I have observed a pattern as each of the successful new enhancements to the web have been introduced, and then generally adopted.  Firstly there is a disconnect between the proponents of the new approach/technology/feature and the rest of us.  The former split their passions between focusing on the detailed application, rules, and syntax of it’s use and; broadcasting it’s worth to the world, not quite understanding why the web masses do not ‘get it’ and adopt it immediately.  This phase is then followed by one of post-hype disillusionment from the creators, especially when others start suggesting simplifications to their baby.  Also at this time back-room adoption by those who find it interesting, but are not evangelistic about it, starts to occur.  The real kick for the web comes from those back-room folks who just use this next thing to deliver stuff and solve problems in a better way.  It is the results of their work that the wider world starts to emulate, so that they can keep up with the pack and remain competitive.  Soon this new feature is adopted by the majority, because all the big boys are using it, and it becomes just part of the tool kit.
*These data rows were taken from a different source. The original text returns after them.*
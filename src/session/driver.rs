//! Read loop feeding a session.

use tokio_util::sync::CancellationToken;

use super::PeerSession;
use crate::config::ConnectionConfig;
use crate::error::Result;
use crate::transport::{NetworkMessageClient, ReadOutcome};

/// Read messages from `client` and dispatch them into `session`.
///
/// Reads wait indefinitely; see [`drive_session_with`] for an idle timeout.
pub async fn drive_session<C>(
    session: &PeerSession,
    client: &C,
    token: &CancellationToken,
) -> Result<()>
where
    C: NetworkMessageClient + ?Sized,
{
    drive_session_with(session, client, token, &ConnectionConfig::default()).await
}

/// Read messages from `client` and dispatch them into `session`.
///
/// Returns `Ok(())` when the peer disconnects or `token` fires. When no
/// message arrives within `config.read_timeout()` the client is
/// disconnected after `config.disconnect_delay()` and the loop ends.
///
/// A failure confined to one message (bad checksum, undecodable body,
/// refused ciphertext) is logged and skipped, as is a dispatch failure.
/// Any other read error ends the loop with that error.
pub async fn drive_session_with<C>(
    session: &PeerSession,
    client: &C,
    token: &CancellationToken,
    config: &ConnectionConfig,
) -> Result<()>
where
    C: NetworkMessageClient + ?Sized,
{
    let connection_id = session.details().connection_id;
    let read_timeout = config.read_timeout();
    loop {
        let outcome = match client.read_message_within(token, read_timeout).await {
            Ok(outcome) => outcome,
            Err(err) if err.is_message_scoped() => {
                tracing::warn!(%connection_id, error = %err, "skipping malformed message");
                continue;
            },
            Err(err) => return Err(err),
        };

        match outcome {
            ReadOutcome::Aborted if token.is_cancelled() => {
                tracing::debug!(%connection_id, "session read loop cancelled");
                return Ok(());
            },
            ReadOutcome::Aborted => {
                tracing::info!(%connection_id, ?read_timeout, "peer idle, disconnecting");
                client.disconnect_async(config.disconnect_delay()).await?;
                return Ok(());
            },
            ReadOutcome::Completed(None) => {
                tracing::info!(%connection_id, "peer disconnected");
                return Ok(());
            },
            ReadOutcome::Completed(Some(message)) => {
                if let Err(err) = session.receive(&message.envelope, &message.parameters) {
                    tracing::debug!(%connection_id, error = %err, "dispatch failed");
                }
            },
        }
    }
}
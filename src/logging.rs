//! Tracing subscriber setup.
//!
//! The library only emits `tracing` events; applications decide where they
//! go. [`init_tracing`] installs the usual `fmt` subscriber for binaries and
//! tests. `RUST_LOG` takes precedence over the configured level.

use tracing_subscriber::EnvFilter;

use crate::config::LoggingConfig;

/// Install a global `fmt` subscriber.
///
/// Returns `false` if a global subscriber was already installed; the
/// existing one is kept.
pub fn init_tracing(config: &LoggingConfig) -> bool {
    let filter = EnvFilter::try_from_default_env()
        .or_else(|_| EnvFilter::try_new(&config.level))
        .unwrap_or_else(|_| EnvFilter::new("info"));

    let builder = tracing_subscriber::fmt().with_env_filter(filter);
    let installed = if config.json {
        builder.json().try_init()
    } else {
        builder.try_init()
    };
    installed.is_ok()
}
//! Cryptographic error type.

use thiserror::Error;

/// Errors from crypto pairing and cipher operations.
#[derive(Debug, Error)]
pub enum CryptoError {
    /// Key material rejected by a handle.
    #[error("Invalid key: {0}")]
    InvalidKey(String),

    /// A cipher handle was used before it was keyed.
    #[error("Cipher handle not keyed")]
    NotKeyed,

    /// Encryption failed.
    #[error("Encryption failed: {0}")]
    EncryptionFailed(String),

    /// Decryption failed (auth tag mismatch or corrupted data)
    #[error("Decryption failed: {0}")]
    DecryptionFailed(String),

    /// Sealed data shorter than nonce + tag.
    #[error("Ciphertext too short")]
    DataTooShort,
}
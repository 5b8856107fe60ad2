//! Peerwire error types.
//!
//! # Error Classification
//!
//! Errors are split by how a caller is expected to react:
//!
//! - **Fail fast**: invalid arguments, invalid serialization tags and
//!   crypto preconditions are reported at the call that introduced them.
//! - **Values, not errors**: permission denials and dropped connections on
//!   the send path surface as [`SendResult`](crate::protocol::SendResult),
//!   and cancelled reads surface as
//!   [`ReadOutcome::Aborted`](crate::transport::ReadOutcome), so a session
//!   loop keeps running after one failed operation.
//!
//! The `Crypto` variant preserves the full error chain via `#[source]`.

use thiserror::Error;

use crate::crypto::CryptoError;

/// Peerwire errors.
#[derive(Error, Debug)]
pub enum PeerError {
    /// A required argument was absent or malformed.
    #[error("Invalid argument `{name}`: {reason}")]
    InvalidArgument {
        /// Name of the offending argument.
        name: &'static str,
        /// What was wrong with it.
        reason: String,
    },

    /// Serialization tag outside the valid index range.
    #[error("Invalid serialization tag {tag}: must be within 1..={max}")]
    InvalidTag {
        /// The rejected tag.
        tag: i64,
        /// Largest accepted tag.
        max: u32,
    },

    /// Serialization tag already registered for the same type.
    #[error("Tag {tag} already registered on `{type_name}`")]
    DuplicateTag {
        /// Type the tag was registered on.
        type_name: String,
        /// The duplicated tag.
        tag: u32,
    },

    /// Operation requires a connected transport.
    #[error("Not connected")]
    NotConnected,

    /// Encrypted operation attempted before both crypto halves were keyed.
    #[error("Crypto pairing not initialized")]
    CryptoNotInitialized,

    /// Cryptographic operation failed.
    #[error("Crypto error: {0}")]
    Crypto(#[source] CryptoError),

    /// Malformed or unexpected wire data.
    #[error("Protocol error: {0}")]
    Protocol(String),

    /// Frame body exceeds the configured limit.
    #[error("Frame of {size} bytes exceeds limit of {max} bytes")]
    FrameTooLarge {
        /// Declared body size.
        size: usize,
        /// Configured maximum.
        max: usize,
    },

    /// A blocking transport call was made from inside an async runtime.
    #[error("Blocking call made from within an async context")]
    BlockingInAsyncContext,

    /// Configuration error.
    #[error("Config error: {0}")]
    Config(String),

    /// JSON serialization/deserialization error.
    #[error("JSON error: {0}")]
    Json(#[from] serde_json::Error),

    /// I/O error.
    #[error("IO error: {0}")]
    Io(#[from] std::io::Error),
}

/// Result type alias for peerwire operations
pub type Result<T> = std::result::Result<T, PeerError>;

impl PeerError {
    /// Build an [`PeerError::InvalidArgument`].
    pub fn invalid_argument(name: &'static str, reason: impl Into<String>) -> Self {
        PeerError::InvalidArgument {
            name,
            reason: reason.into(),
        }
    }

    /// Shorthand for an absent required argument.
    pub fn missing(name: &'static str) -> Self {
        Self::invalid_argument(name, "argument is absent")
    }

    /// True for errors that indicate a caller bug rather than a runtime failure.
    pub fn is_invalid_argument(&self) -> bool {
        matches!(
            self,
            PeerError::InvalidArgument { .. }
                | PeerError::InvalidTag { .. }
                | PeerError::DuplicateTag { .. }
        )
    }
}

impl PeerError {
    /// True for read failures confined to one message.
    ///
    /// The offending frame has already been consumed, so the stream is
    /// still aligned on a frame boundary and the next read can proceed.
    /// I/O errors, disconnects and oversized frames leave the stream in an
    /// unknown position and are not message-scoped.
    pub fn is_message_scoped(&self) -> bool {
        matches!(
            self,
            PeerError::InvalidArgument { .. }
                | PeerError::Protocol(_)
                | PeerError::Json(_)
                | PeerError::Crypto(_)
                | PeerError::CryptoNotInitialized
        )
    }
}

impl From<CryptoError> for PeerError {
    fn from(err: CryptoError) -> Self {
        match err {
            CryptoError::NotKeyed => PeerError::CryptoNotInitialized,
            other => PeerError::Crypto(other),
        }
    }
}

impl From<toml::de::Error> for PeerError {
    fn from(err: toml::de::Error) -> Self {
        PeerError::Config(format!("Failed to parse config: {err}"))
    }
}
A great example of this was RSS.  Not a technological leap but a pragmatic mix of current techniques and technologies mixed in with some lateral thinking and a group of people agreeing to do it in ‘this way’ then sharing it with the world.  As you will see from the Wikipedia page on RSS, the syntax wars raged in the early days – I remember it well 0.9, 0.91, 1.0, 1.1, 2.0- 2.01, etc.  I also remember trying, not always with success, to convince people around me to use it, because it was so simple.  Looking back it is difficult to say exactly when it became mainstream, but this line from Wikipedia gives me a clue: In December 2005, the Microsoft Internet Explorer team and Microsoft Outlook team announced on their blogs that they were adopting the feed icon first used in the Mozilla Firefox browser. In February 2006, Opera Software followed suit.  From then on, the majority of consumers of RSS were not aware of what they were using and it became just one of the web technologies you use to get stuff done.

I am now seeing the pattern starting to repeat itself again, with structured and linked data.  Many, including me, have been evangelising the benefits of web friendly, structured, linked data for some time now – preaching to a crowd that has been slow in growing, but growing it is.   Serious benefit is now being gained by organisations adopting these techniques and technologies, as our selection of case studies demonstrate.  They are getting on with it, often with our help, using it to deliver stuff.  We haven’t hit the mainstream yet.  For instance, the SEO folks still need to get their head around the difference between content and data. 

Something is stirring around the edge of the Semantic Web/Linked Data community  that has the potential to give structured web enabled data the kick towards mainstream that RSS got when Microsoft adopted the RSS logo and all that came with it.   That something is schema.org, an initiative backed by the heavyweights of the search engine world, Google, Yahoo, and Bing.  For the SEO and web developer folks, schema.org offers a simple attractive proposition – embed some structured data in your html and, via things like Google’s Rich Snippets, we will give you a value added display in our search results.  Result, happy web developers with their sites getting improve listing display.  Result, lots of structured data starting to be published by people that you would have had an impossible task in convincing that it would be a good idea to publish structured data on the web.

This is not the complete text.